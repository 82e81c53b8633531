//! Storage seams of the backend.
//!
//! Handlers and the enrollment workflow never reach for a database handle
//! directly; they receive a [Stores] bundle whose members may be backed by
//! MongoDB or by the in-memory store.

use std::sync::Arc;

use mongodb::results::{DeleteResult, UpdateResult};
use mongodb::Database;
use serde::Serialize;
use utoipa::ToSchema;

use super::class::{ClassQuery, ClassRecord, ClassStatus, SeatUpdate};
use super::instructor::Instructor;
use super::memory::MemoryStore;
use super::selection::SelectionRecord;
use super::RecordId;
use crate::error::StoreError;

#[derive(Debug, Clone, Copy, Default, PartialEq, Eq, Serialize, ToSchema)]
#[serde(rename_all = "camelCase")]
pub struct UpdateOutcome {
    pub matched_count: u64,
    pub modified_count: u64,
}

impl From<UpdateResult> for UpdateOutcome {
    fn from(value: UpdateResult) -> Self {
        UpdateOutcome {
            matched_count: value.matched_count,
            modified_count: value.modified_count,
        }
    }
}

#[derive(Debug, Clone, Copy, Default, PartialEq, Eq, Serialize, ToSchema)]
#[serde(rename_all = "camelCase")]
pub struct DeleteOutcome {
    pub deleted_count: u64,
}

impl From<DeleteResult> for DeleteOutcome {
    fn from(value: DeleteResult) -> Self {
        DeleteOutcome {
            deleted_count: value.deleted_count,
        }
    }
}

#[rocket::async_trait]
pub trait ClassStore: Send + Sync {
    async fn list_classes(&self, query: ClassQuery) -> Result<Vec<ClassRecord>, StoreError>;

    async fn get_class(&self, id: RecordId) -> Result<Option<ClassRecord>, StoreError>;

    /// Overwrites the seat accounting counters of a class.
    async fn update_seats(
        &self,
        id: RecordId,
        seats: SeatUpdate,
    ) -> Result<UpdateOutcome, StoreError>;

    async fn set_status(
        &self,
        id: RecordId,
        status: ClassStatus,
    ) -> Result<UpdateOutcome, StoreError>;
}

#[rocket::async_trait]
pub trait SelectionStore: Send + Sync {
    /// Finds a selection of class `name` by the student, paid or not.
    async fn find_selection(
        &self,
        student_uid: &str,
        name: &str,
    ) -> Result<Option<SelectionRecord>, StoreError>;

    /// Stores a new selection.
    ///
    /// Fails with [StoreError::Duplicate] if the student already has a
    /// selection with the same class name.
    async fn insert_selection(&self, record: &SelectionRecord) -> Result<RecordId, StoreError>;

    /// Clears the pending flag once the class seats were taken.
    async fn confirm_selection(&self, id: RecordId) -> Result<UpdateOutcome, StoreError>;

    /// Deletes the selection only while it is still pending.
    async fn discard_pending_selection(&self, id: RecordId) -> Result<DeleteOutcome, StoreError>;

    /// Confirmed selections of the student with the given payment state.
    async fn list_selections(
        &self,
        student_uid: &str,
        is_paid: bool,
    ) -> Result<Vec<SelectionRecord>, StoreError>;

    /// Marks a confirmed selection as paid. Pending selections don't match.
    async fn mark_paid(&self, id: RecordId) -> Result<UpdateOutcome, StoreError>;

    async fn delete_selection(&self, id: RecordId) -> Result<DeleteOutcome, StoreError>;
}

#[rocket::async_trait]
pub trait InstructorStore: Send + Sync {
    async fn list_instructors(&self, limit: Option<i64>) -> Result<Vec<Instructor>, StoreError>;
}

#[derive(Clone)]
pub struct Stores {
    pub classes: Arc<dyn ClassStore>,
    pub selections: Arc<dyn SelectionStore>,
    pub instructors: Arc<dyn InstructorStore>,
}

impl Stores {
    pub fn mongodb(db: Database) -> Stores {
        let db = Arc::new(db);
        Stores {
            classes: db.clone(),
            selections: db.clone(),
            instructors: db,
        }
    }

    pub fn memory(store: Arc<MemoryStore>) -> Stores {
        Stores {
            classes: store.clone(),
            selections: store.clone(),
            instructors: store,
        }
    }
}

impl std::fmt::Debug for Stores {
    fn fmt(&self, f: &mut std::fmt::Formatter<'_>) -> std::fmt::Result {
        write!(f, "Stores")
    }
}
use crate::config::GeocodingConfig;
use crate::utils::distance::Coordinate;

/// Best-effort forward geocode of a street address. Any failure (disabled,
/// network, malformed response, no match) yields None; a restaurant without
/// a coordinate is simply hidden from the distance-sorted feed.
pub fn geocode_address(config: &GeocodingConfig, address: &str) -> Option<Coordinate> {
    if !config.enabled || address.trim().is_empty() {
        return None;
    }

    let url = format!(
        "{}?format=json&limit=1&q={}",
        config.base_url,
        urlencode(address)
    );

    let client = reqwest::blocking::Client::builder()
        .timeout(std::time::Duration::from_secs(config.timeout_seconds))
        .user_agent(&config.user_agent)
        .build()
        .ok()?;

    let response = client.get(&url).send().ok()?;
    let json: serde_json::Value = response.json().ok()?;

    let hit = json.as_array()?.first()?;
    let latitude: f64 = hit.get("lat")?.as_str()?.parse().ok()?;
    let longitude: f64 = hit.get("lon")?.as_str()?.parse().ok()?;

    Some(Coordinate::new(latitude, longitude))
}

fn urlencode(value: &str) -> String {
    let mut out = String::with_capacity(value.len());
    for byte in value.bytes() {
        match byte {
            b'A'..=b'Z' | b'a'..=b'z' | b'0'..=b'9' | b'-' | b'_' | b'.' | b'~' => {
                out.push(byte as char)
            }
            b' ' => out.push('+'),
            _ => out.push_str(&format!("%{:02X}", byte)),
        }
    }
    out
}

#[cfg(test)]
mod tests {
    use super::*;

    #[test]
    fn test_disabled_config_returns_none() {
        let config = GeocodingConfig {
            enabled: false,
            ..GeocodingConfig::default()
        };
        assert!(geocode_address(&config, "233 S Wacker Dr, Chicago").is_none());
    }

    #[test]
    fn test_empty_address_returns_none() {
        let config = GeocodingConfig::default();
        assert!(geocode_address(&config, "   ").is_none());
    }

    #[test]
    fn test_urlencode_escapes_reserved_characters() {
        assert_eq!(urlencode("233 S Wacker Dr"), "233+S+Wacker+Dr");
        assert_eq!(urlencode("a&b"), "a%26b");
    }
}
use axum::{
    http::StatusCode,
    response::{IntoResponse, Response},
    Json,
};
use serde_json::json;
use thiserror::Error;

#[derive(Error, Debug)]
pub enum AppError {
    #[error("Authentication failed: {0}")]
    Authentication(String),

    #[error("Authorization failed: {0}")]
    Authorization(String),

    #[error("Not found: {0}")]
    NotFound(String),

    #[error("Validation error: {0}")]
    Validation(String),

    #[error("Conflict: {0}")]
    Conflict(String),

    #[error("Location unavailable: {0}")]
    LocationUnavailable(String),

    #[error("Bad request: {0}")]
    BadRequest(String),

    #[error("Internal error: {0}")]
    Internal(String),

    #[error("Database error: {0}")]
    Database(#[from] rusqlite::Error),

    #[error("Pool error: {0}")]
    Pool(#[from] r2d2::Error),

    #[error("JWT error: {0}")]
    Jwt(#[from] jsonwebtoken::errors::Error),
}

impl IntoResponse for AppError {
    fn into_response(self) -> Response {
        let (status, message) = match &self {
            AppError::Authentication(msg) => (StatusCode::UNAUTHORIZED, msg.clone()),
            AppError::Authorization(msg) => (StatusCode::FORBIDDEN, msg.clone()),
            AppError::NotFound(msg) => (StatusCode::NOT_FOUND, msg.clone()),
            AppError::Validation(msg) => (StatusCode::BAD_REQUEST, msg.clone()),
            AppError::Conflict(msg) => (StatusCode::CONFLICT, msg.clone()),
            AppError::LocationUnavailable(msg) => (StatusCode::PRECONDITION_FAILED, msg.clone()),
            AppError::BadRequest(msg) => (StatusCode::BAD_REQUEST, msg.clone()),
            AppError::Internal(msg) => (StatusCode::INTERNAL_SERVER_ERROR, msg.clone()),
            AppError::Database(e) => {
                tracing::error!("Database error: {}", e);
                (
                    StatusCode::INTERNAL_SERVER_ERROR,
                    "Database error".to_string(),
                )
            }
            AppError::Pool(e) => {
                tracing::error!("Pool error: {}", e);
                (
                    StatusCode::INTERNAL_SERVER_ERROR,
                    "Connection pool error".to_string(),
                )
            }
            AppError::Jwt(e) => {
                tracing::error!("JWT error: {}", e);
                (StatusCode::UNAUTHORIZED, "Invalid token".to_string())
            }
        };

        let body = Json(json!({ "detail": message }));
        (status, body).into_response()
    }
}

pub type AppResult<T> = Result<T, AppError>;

### What is required
A count is wanted, and nothing else: the lines of this listing that include the word "MemoryStore".

### Answer to this problem
2